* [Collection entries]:
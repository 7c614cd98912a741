//! State cell operations (4 MVP).
//!
//! MVP: set, read, cas, init

use super::Strata;
use crate::{Command, Error, Output, Result, Value};

impl Strata {
    // =========================================================================
    // State Operations (4 MVP)
    // =========================================================================

    /// Set a state cell value (unconditional write).
    pub fn state_set(&self, cell: &str, value: impl Into<Value>) -> Result<u64> {
        match self.executor.execute(Command::StateSet {
            branch: self.branch_id(),
            space: self.space_id(),
            cell: cell.to_string(),
            value: value.into(),
        })? {
            Output::Version(v) => Ok(v),
            _ => Err(Error::Internal {
                reason: "Unexpected output for StateSet".into(),
            }),
        }
    }

    /// Read a state cell value.
    pub fn state_get(&self, cell: &str) -> Result<Option<Value>> {
        match self.executor.execute(Command::StateGet {
            branch: self.branch_id(),
            space: self.space_id(),
            cell: cell.to_string(),
        })? {
            Output::MaybeVersioned(v) => Ok(v.map(|vv| vv.value)),
            Output::Maybe(v) => Ok(v),
            _ => Err(Error::Internal {
                reason: "Unexpected output for StateGet".into(),
            }),
        }
    }

    /// Get the full version history for a state cell.
    ///
    /// Returns all versions of the cell, newest first, or None if the cell
    /// doesn't exist.
    pub fn state_getv(&self, cell: &str) -> Result<Option<Vec<crate::types::VersionedValue>>> {
        match self.executor.execute(Command::StateGetv {
            branch: self.branch_id(),
            space: self.space_id(),
            cell: cell.to_string(),
        })? {
            Output::VersionHistory(h) => Ok(h),
            _ => Err(Error::Internal {
                reason: "Unexpected output for StateGetv".into(),
            }),
        }
    }

    /// Compare-and-swap on a state cell.
    pub fn state_cas(
        &self,
        cell: &str,
        expected_counter: Option<u64>,
        value: impl Into<Value>,
    ) -> Result<Option<u64>> {
        match self.executor.execute(Command::StateCas {
            branch: self.branch_id(),
            space: self.space_id(),
            cell: cell.to_string(),
            expected_counter,
            value: value.into(),
        })? {
            Output::MaybeVersion(v) => Ok(v),
            _ => Err(Error::Internal {
                reason: "Unexpected output for StateCas".into(),
            }),
        }
    }

    /// Initialize a state cell (only if it doesn't exist).
    pub fn state_init(&self, cell: &str, value: impl Into<Value>) -> Result<u64> {
        match self.executor.execute(Command::StateInit {
            branch: self.branch_id(),
            space: self.space_id(),
            cell: cell.to_string(),
            value: value.into(),
        })? {
            Output::Version(v) => Ok(v),
            _ => Err(Error::Internal {
                reason: "Unexpected output for StateInit".into(),
            }),
        }
    }
}
//! Event stream primitive.
//!
//! The Events primitive provides append-only event streams with
//! ordered reads and range queries.

use crate::error::Result;
use crate::types::{run_id_to_api, RunId, Value, Version, Versioned};
use std::sync::Arc;

use strata_api::substrate::{ApiRunId, EventLog};

/// Event stream operations.
///
/// Access via `db.events`.
pub struct Events {
    #[allow(dead_code)]
    db: Arc<strata_engine::Database>,
    substrate: strata_api::substrate::SubstrateImpl,
}

impl Events {
    pub(crate) fn new(db: Arc<strata_engine::Database>) -> Self {
        let substrate = strata_api::substrate::SubstrateImpl::new(db.clone());
        Self { db, substrate }
    }

    // =========================================================================
    // Simple API (default run)
    // =========================================================================

    /// Append an event to a stream.
    ///
    /// # Example
    ///
    /// ```ignore
    /// let mut event = HashMap::new();
    /// event.insert("action".to_string(), Value::from("login"));
    /// db.events.append("activity", event)?;
    /// ```
    pub fn append(&self, stream: &str, payload: impl Into<Value>) -> Result<Version> {
        let run = ApiRunId::default();
        Ok(self.substrate.event_append(&run, stream, payload.into())?)
    }

    /// Read events from a stream.
    ///
    /// # Arguments
    ///
    /// * `stream` - Stream name
    /// * `limit` - Maximum events to return
    ///
    /// # Example
    ///
    /// ```ignore
    /// let events = db.events.read("activity", 100)?;
    /// for event in events {
    ///     println!("{:?}: {:?}", event.version, event.value);
    /// }
    /// ```
    pub fn read(&self, stream: &str, limit: usize) -> Result<Vec<Versioned<Value>>> {
        let run = ApiRunId::default();
        Ok(self.substrate.event_range(&run, stream, None, None, Some(limit as u64))?)
    }

    // =========================================================================
    // Run-scoped API
    // =========================================================================

    /// Append an event to a stream in a specific run.
    pub fn append_in(&self, run: &RunId, stream: &str, payload: impl Into<Value>) -> Result<Version> {
        let api_run = run_id_to_api(run);
        Ok(self.substrate.event_append(&api_run, stream, payload.into())?)
    }

    /// Read events from a stream in a specific run.
    pub fn read_in(
        &self,
        run: &RunId,
        stream: &str,
        limit: usize,
    ) -> Result<Vec<Versioned<Value>>> {
        let api_run = run_id_to_api(run);
        Ok(self.substrate.event_range(&api_run, stream, None, None, Some(limit as u64))?)
    }

    // =========================================================================
    // Range queries
    // =========================================================================

    /// Read events in a sequence range.
    ///
    /// # Arguments
    ///
    /// * `start` - Starting sequence (inclusive)
    /// * `end` - Ending sequence (inclusive)
    pub fn range(
        &self,
        run: &RunId,
        stream: &str,
        start: u64,
        end: u64,
    ) -> Result<Vec<Versioned<Value>>> {
        let api_run = run_id_to_api(run);
        Ok(self.substrate.event_range(&api_run, stream, Some(start), Some(end), None)?)
    }

    /// Get the latest event for a stream.
    pub fn head(&self, run: &RunId, stream: &str) -> Result<Option<Versioned<Value>>> {
        let api_run = run_id_to_api(run);
        Ok(self.substrate.event_head(&api_run, stream)?)
    }

    /// Get the count of events in a stream.
    pub fn count(&self, run: &RunId, stream: &str) -> Result<u64> {
        let api_run = run_id_to_api(run);
        Ok(self.substrate.event_stream_info(&api_run, stream)?.count)
    }

    /// List all stream names in a run.
    pub fn streams(&self, run: &RunId) -> Result<Vec<String>> {
        let api_run = run_id_to_api(run);
        Ok(self.substrate.event_streams(&api_run)?)
    }
}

* [Brief]: Scan the entries above. Copy each line that has the string "types".

* [Response]:
    pub fn state_getv(&self, cell: &str) -> Result<Option<Vec<crate::types::VersionedValue>>> {
use crate::types::{run_id_to_api, RunId, Value, Version, Versioned};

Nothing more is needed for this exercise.